Problem: For this exercise, repeat the listing below from its first line through the line containing "SELECT 1 FROM task_assignees sa", exactly as written.

------ Records provided

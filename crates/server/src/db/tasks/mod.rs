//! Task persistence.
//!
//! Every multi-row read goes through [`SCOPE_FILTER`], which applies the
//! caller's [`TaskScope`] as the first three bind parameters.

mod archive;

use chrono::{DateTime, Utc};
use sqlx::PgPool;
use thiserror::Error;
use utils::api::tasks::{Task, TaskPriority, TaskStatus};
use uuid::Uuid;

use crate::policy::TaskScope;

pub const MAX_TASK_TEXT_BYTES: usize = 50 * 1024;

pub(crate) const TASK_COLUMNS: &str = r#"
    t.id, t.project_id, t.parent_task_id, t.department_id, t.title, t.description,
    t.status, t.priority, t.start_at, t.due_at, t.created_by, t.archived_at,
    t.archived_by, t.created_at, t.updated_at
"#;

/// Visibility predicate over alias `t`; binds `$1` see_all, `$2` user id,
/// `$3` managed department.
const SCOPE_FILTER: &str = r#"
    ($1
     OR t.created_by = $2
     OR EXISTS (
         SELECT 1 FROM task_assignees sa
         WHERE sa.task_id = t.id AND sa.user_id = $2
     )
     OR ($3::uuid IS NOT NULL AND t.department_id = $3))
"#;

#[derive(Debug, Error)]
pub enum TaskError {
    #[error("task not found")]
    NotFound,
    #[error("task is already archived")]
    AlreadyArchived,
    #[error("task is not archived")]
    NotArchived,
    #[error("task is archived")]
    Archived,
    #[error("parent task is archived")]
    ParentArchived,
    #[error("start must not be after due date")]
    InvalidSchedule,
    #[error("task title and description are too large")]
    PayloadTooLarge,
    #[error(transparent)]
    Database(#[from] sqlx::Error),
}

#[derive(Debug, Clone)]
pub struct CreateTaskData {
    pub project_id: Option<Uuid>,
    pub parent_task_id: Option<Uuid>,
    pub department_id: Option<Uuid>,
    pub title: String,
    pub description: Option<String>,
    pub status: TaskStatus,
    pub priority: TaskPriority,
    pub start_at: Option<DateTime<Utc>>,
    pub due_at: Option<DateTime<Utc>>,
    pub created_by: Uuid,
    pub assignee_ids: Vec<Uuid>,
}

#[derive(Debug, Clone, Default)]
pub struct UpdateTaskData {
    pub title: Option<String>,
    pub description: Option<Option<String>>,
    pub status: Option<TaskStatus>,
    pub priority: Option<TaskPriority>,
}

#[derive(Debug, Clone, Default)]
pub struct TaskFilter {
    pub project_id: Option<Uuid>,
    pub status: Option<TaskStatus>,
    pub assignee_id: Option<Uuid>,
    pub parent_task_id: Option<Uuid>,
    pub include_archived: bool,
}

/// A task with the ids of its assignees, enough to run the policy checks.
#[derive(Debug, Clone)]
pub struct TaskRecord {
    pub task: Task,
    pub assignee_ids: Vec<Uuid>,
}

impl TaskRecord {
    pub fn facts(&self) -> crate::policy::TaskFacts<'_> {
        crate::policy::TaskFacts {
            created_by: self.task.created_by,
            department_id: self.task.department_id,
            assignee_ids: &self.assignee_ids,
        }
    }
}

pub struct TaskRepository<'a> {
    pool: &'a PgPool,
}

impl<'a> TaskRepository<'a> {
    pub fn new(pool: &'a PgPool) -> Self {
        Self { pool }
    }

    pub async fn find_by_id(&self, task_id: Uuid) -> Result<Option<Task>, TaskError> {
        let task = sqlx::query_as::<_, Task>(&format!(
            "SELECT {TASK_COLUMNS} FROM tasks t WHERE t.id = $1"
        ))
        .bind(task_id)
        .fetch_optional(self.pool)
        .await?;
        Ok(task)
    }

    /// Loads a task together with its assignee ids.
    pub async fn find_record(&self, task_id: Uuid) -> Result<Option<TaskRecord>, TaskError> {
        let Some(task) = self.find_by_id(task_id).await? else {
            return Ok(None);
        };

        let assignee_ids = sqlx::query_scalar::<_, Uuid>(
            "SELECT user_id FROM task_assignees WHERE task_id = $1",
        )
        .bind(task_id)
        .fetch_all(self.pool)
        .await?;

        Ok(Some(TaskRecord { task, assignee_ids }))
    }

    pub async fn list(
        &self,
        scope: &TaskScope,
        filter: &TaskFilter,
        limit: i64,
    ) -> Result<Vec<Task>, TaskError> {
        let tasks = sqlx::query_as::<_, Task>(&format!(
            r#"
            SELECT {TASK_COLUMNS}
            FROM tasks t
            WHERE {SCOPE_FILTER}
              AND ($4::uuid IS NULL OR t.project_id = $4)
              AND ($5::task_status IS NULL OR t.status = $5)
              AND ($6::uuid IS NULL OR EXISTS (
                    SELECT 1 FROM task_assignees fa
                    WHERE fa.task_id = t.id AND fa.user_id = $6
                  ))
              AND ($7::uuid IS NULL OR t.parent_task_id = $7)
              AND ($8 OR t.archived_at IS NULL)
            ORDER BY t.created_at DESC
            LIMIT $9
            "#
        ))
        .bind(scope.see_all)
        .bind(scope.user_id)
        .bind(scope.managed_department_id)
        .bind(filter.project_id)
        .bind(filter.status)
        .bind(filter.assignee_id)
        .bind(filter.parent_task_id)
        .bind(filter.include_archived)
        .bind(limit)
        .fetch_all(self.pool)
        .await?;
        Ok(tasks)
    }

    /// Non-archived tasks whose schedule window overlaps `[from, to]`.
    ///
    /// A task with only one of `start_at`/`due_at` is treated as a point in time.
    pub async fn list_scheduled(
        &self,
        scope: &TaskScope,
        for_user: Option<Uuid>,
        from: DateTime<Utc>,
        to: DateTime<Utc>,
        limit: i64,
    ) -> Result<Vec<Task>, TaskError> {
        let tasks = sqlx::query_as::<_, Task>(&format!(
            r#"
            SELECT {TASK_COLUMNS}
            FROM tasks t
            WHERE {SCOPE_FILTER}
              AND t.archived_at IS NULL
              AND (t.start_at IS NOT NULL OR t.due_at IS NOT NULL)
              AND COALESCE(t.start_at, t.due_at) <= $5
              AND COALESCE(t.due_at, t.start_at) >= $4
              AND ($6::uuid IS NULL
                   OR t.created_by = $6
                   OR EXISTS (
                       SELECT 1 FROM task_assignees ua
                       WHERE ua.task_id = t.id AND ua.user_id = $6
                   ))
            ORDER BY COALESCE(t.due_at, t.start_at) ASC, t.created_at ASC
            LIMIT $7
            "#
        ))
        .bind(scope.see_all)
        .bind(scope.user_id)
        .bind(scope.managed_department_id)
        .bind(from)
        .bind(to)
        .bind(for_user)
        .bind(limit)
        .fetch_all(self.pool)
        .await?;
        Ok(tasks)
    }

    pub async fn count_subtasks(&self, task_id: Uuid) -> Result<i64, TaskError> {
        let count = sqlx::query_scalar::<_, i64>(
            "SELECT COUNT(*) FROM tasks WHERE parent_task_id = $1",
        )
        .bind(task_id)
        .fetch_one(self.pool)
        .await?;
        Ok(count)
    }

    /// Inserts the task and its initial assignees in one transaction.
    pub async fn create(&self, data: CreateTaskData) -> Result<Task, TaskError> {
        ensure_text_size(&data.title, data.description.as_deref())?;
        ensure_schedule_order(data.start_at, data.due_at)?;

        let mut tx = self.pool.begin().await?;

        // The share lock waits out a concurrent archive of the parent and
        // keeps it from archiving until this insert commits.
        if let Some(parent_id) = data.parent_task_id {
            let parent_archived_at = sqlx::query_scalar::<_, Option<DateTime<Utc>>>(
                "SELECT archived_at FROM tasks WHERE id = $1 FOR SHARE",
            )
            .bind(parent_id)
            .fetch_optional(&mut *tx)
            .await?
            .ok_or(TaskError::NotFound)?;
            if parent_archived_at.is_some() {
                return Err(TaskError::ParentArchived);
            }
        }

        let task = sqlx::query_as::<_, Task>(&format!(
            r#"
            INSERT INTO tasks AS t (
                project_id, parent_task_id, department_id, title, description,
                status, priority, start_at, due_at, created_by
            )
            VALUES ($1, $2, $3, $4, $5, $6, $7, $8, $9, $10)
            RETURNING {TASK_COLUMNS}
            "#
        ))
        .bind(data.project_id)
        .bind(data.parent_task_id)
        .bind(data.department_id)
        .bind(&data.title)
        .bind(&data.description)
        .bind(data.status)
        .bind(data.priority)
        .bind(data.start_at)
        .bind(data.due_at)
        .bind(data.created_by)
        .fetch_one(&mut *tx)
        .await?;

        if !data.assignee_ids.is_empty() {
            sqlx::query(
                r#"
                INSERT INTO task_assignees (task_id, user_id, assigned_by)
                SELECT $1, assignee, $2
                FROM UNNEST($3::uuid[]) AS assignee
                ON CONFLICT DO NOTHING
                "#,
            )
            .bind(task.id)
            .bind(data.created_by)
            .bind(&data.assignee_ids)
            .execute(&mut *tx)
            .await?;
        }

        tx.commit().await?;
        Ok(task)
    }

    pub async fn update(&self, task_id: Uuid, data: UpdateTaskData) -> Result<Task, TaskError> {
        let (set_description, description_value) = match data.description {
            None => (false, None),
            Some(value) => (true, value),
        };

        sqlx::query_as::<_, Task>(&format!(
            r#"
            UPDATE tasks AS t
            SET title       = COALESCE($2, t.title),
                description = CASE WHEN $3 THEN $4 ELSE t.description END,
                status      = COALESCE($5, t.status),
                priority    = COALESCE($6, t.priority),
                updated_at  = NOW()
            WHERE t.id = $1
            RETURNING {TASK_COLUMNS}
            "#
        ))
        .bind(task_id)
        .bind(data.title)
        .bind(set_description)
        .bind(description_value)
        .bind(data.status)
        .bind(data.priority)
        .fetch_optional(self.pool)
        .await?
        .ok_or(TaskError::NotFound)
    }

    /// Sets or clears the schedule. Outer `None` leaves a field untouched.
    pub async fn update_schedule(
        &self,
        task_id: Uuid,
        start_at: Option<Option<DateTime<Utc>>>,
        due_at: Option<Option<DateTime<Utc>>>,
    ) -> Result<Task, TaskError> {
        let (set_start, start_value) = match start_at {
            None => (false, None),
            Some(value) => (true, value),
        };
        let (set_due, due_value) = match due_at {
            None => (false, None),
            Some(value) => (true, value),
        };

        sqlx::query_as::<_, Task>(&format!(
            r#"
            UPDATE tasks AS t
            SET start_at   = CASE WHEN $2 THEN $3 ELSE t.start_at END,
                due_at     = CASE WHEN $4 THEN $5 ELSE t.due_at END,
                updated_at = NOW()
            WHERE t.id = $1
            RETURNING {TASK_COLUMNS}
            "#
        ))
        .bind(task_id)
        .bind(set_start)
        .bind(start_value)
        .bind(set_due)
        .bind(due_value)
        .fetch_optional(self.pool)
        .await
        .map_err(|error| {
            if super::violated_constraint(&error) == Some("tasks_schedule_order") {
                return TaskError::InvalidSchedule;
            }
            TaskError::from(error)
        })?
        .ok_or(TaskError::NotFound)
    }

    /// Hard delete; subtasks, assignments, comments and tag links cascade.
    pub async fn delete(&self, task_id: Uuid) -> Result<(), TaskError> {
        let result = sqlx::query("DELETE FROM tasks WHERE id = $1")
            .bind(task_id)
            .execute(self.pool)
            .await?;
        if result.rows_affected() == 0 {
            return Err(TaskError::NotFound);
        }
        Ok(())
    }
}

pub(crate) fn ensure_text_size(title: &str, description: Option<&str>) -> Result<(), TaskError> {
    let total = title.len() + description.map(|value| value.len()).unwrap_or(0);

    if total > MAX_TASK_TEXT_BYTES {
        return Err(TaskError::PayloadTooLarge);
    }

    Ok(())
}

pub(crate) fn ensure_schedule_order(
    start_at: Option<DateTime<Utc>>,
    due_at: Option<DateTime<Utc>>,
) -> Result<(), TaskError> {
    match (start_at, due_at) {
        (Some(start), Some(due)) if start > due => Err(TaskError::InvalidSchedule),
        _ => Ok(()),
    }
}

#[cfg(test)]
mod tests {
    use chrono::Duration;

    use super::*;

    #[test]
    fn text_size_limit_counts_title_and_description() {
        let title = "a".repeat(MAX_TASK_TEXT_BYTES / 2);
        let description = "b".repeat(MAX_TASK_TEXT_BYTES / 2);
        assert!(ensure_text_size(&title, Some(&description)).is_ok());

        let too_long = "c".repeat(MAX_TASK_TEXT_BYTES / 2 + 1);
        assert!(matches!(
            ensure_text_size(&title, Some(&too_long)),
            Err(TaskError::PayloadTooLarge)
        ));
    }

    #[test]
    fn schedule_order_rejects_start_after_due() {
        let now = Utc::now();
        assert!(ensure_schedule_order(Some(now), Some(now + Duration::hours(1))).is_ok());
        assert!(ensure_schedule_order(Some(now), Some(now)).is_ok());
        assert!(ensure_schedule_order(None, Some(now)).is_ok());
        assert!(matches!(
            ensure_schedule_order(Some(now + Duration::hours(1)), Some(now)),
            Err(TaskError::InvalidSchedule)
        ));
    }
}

------------

Response to the exercise:
filename crates/server/src/db/tasks/mod.rs
//! Task persistence.
//!
//! Every multi-row read goes through [`SCOPE_FILTER`], which applies the
//! caller's [`TaskScope`] as the first three bind parameters.

mod archive;

use chrono::{DateTime, Utc};
use sqlx::PgPool;
use thiserror::Error;
use utils::api::tasks::{Task, TaskPriority, TaskStatus};
use uuid::Uuid;

use crate::policy::TaskScope;

pub const MAX_TASK_TEXT_BYTES: usize = 50 * 1024;

pub(crate) const TASK_COLUMNS: &str = r#"
    t.id, t.project_id, t.parent_task_id, t.department_id, t.title, t.description,
    t.status, t.priority, t.start_at, t.due_at, t.created_by, t.archived_at,
    t.archived_by, t.created_at, t.updated_at
"#;

/// Visibility predicate over alias `t`; binds `$1` see_all, `$2` user id,
/// `$3` managed department.
const SCOPE_FILTER: &str = r#"
    ($1
     OR t.created_by = $2
     OR EXISTS (
         SELECT 1 FROM task_assignees sa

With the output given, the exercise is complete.